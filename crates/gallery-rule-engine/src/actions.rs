//! 动作流水线
//!
//! 同一条命中规则内的动作按固定规范顺序执行，与存储数组顺序
//! 无关：filter → reorder → prioritize → badge → limit → replace。
//! 排序是稳定的，同类动作保持存储顺序。
//!
//! 工作列表的 Vec 顺序即当前展示顺序，隐藏项保持原位，最终由
//! 引擎统一重排编号。

use crate::context::EvaluationContext;
use crate::models::{
    Action, BadgeOverlay, BadgePosition, BadgeTarget, EvaluationStats, FilterMode, LimitKeep,
    MediaMatchType, MediaMatcher, ProcessedMediaItem, ReorderStrategy,
};
use rand::rngs::StdRng;
use rand::seq::SliceRandom;
use std::collections::HashSet;

/// 动作流水线
pub struct ActionPipeline;

impl ActionPipeline {
    /// 按规范顺序应用一条规则的全部动作
    ///
    /// 返回 replace 动作登记的替换媒体源 id（如有），实际替换由
    /// 外部协作方执行。
    pub fn apply(
        actions: &[Action],
        media: &mut Vec<ProcessedMediaItem>,
        ctx: &EvaluationContext,
        rng: &mut StdRng,
        stats: &mut EvaluationStats,
    ) -> Option<String> {
        let mut ordered: Vec<&Action> = actions.iter().collect();
        ordered.sort_by_key(|a| a.canonical_order());

        let mut pending_replacement = None;
        for action in ordered {
            match action {
                Action::Filter { mode, matcher } => Self::apply_filter(*mode, matcher, media),
                Action::Reorder {
                    strategy,
                    matcher,
                    tag_order,
                } => Self::apply_reorder(*strategy, matcher.as_ref(), tag_order, media, rng),
                Action::Prioritize { matcher } => Self::apply_prioritize(matcher, media),
                Action::Badge {
                    text,
                    position,
                    style,
                    target,
                    matcher,
                } => Self::apply_badge(
                    text,
                    *position,
                    style.clone(),
                    *target,
                    matcher.as_ref(),
                    media,
                    ctx,
                ),
                Action::Limit {
                    max_images,
                    keep,
                    always_include_first,
                    matcher,
                } => Self::apply_limit(
                    *max_images,
                    *keep,
                    *always_include_first,
                    matcher.as_ref(),
                    media,
                ),
                Action::Replace { source_id } => {
                    pending_replacement = Some(source_id.clone());
                }
            }
            stats.actions_applied += 1;
        }
        pending_replacement
    }

    /// 媒体项是否命中匹配器
    pub fn matches_media(item: &ProcessedMediaItem, matcher: &MediaMatcher) -> bool {
        let values = &matcher.match_values;
        match matcher.match_type {
            MediaMatchType::MediaTag => item.item.tags.iter().any(|tag| {
                values
                    .iter()
                    .any(|v| v.eq_ignore_ascii_case(tag))
            }),
            MediaMatchType::VariantValue => item.item.variant_values.iter().any(|vv| {
                values
                    .iter()
                    .any(|v| v.eq_ignore_ascii_case(vv))
            }),
            MediaMatchType::MediaType => {
                let media_type = item.item.media_type.to_string();
                values.iter().any(|v| v.eq_ignore_ascii_case(&media_type))
            }
            MediaMatchType::AltText => {
                let alt = item.item.alt.to_lowercase();
                values.iter().any(|v| alt.contains(&v.to_lowercase()))
            }
            // universal 标志本身即匹配条件，忽略 match_values
            MediaMatchType::Universal => item.item.universal,
        }
    }

    fn matches_opt(item: &ProcessedMediaItem, matcher: Option<&MediaMatcher>) -> bool {
        matcher.is_some_and(|m| Self::matches_media(item, m))
    }

    // ==================== filter ====================

    /// include 保留命中的可见项，隐藏其余；exclude 隐藏命中的。
    /// 只作用于当前可见项。
    fn apply_filter(mode: FilterMode, matcher: &MediaMatcher, media: &mut [ProcessedMediaItem]) {
        for item in media.iter_mut().filter(|m| m.visible) {
            let hit = Self::matches_media(item, matcher);
            match mode {
                FilterMode::Include => item.visible = hit,
                FilterMode::Exclude => {
                    if hit {
                        item.visible = false;
                    }
                }
            }
        }
    }

    // ==================== reorder ====================

    /// 对可见子序列做变换，隐藏项整体移到其后（最终编号阶段
    /// 反正会把隐藏项排到末尾）
    fn transform_visible<F>(media: &mut Vec<ProcessedMediaItem>, f: F)
    where
        F: FnOnce(&mut Vec<ProcessedMediaItem>),
    {
        let (mut visible, hidden): (Vec<_>, Vec<_>) =
            media.drain(..).partition(|m| m.visible);
        f(&mut visible);
        visible.extend(hidden);
        *media = visible;
    }

    fn apply_reorder(
        strategy: ReorderStrategy,
        matcher: Option<&MediaMatcher>,
        tag_order: &[String],
        media: &mut Vec<ProcessedMediaItem>,
        rng: &mut StdRng,
    ) {
        Self::transform_visible(media, |visible| match strategy {
            // 稳定划分：命中/未命中两段各自保持相对顺序
            ReorderStrategy::MoveToFront => {
                let (matched, rest): (Vec<_>, Vec<_>) = visible
                    .drain(..)
                    .partition(|m| Self::matches_opt(m, matcher));
                visible.extend(matched);
                visible.extend(rest);
            }
            ReorderStrategy::MoveToBack => {
                let (matched, rest): (Vec<_>, Vec<_>) = visible
                    .drain(..)
                    .partition(|m| Self::matches_opt(m, matcher));
                visible.extend(rest);
                visible.extend(matched);
            }
            ReorderStrategy::Shuffle => visible.shuffle(rng),
            ReorderStrategy::Reverse => visible.reverse(),
            ReorderStrategy::SortByTagOrder => {
                visible.sort_by_key(|m| Self::tag_rank(m, tag_order));
            }
        });
    }

    /// 显式标签优先级列表中的最小下标，无命中标签的排在最后
    fn tag_rank(item: &ProcessedMediaItem, tag_order: &[String]) -> usize {
        item.item
            .tags
            .iter()
            .filter_map(|tag| {
                tag_order
                    .iter()
                    .position(|t| t.eq_ignore_ascii_case(tag))
            })
            .min()
            .unwrap_or(usize::MAX)
    }

    // ==================== prioritize ====================

    /// 命中项稳定前移，从不隐藏任何项
    fn apply_prioritize(matcher: &MediaMatcher, media: &mut Vec<ProcessedMediaItem>) {
        Self::transform_visible(media, |visible| {
            let (matched, rest): (Vec<_>, Vec<_>) = visible
                .drain(..)
                .partition(|m| Self::matches_media(m, matcher));
            visible.extend(matched);
            visible.extend(rest);
        });
    }

    // ==================== badge ====================

    /// first/last 以同一规则内之前动作执行后的可见列表为准，
    /// 而不是规则的原始输入列表
    fn apply_badge(
        text: &str,
        position: BadgePosition,
        style: Option<String>,
        target: BadgeTarget,
        matcher: Option<&MediaMatcher>,
        media: &mut [ProcessedMediaItem],
        ctx: &EvaluationContext,
    ) {
        let overlay = BadgeOverlay {
            text: Self::substitute_placeholders(text, media, ctx),
            position,
            style,
        };

        let visible: Vec<usize> = media
            .iter()
            .enumerate()
            .filter(|(_, m)| m.visible)
            .map(|(i, _)| i)
            .collect();

        let targets: Vec<usize> = match target {
            BadgeTarget::All => visible,
            BadgeTarget::First => visible.first().copied().into_iter().collect(),
            BadgeTarget::Last => visible.last().copied().into_iter().collect(),
            BadgeTarget::Matched => visible
                .into_iter()
                .filter(|&i| Self::matches_opt(&media[i], matcher))
                .collect(),
        };

        for i in targets {
            media[i].badges.push(overlay.clone());
        }
    }

    /// 替换 {{count}} / {{price}} / {{discount}} 占位符
    fn substitute_placeholders(
        text: &str,
        media: &[ProcessedMediaItem],
        ctx: &EvaluationContext,
    ) -> String {
        let mut out = text.to_string();
        if out.contains("{{count}}") {
            let count = media.iter().filter(|m| m.visible).count();
            out = out.replace("{{count}}", &count.to_string());
        }
        if out.contains("{{price}}") {
            let price = ctx
                .variant
                .as_ref()
                .and_then(|v| v.price)
                .or_else(|| ctx.product.as_ref().and_then(|p| p.price));
            out = out.replace(
                "{{price}}",
                &price.map(Self::format_price).unwrap_or_default(),
            );
        }
        if out.contains("{{discount}}") {
            let variant_price = ctx.variant.as_ref().and_then(|v| v.price);
            let product_price = ctx.product.as_ref().and_then(|p| p.price);
            let discount = match (variant_price, product_price) {
                (Some(v), Some(p)) if p > 0.0 && v < p => {
                    format!("{}%", ((1.0 - v / p) * 100.0).round() as i64)
                }
                _ => String::new(),
            };
            out = out.replace("{{discount}}", &discount);
        }
        out
    }

    fn format_price(price: f64) -> String {
        if price.fract() == 0.0 {
            format!("{}", price as i64)
        } else {
            format!("{:.2}", price)
        }
    }

    // ==================== limit ====================

    fn apply_limit(
        max_images: usize,
        keep: LimitKeep,
        always_include_first: bool,
        matcher: Option<&MediaMatcher>,
        media: &mut [ProcessedMediaItem],
    ) {
        let visible: Vec<usize> = media
            .iter()
            .enumerate()
            .filter(|(_, m)| m.visible)
            .map(|(i, _)| i)
            .collect();
        if visible.len() <= max_images {
            return;
        }

        let mut kept: Vec<usize> = match keep {
            LimitKeep::First => visible[..max_images].to_vec(),
            LimitKeep::Last => visible[visible.len() - max_images..].to_vec(),
            LimitKeep::EvenDistribution => {
                if max_images == 0 {
                    Vec::new()
                } else if max_images == 1 {
                    vec![visible[0]]
                } else {
                    // 等距取样，首尾必含
                    (0..max_images)
                        .map(|i| visible[i * (visible.len() - 1) / (max_images - 1)])
                        .collect()
                }
            }
            LimitKeep::Matched => {
                let mut kept: Vec<usize> = visible
                    .iter()
                    .copied()
                    .filter(|&i| Self::matches_opt(&media[i], matcher))
                    .collect();
                kept.truncate(max_images);
                // 命中数不足时从前往后补足
                for &i in &visible {
                    if kept.len() >= max_images {
                        break;
                    }
                    if !kept.contains(&i) {
                        kept.push(i);
                    }
                }
                kept
            }
        };

        // 原可见首项落在保留窗口之外时拼接回来，挤掉最后一个保留项
        if always_include_first && !kept.is_empty() && !kept.contains(&visible[0]) {
            kept.pop();
            kept.insert(0, visible[0]);
        }

        let keep_set: HashSet<usize> = kept.into_iter().collect();
        for (i, item) in media.iter_mut().enumerate() {
            if item.visible && !keep_set.contains(&i) {
                item.visible = false;
            }
        }
    }
}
##############################
- ASSIGNED TASK
Please state how many lines in the records contain the word "kept", and give only that number.

- PROBLEM SOLUTION
11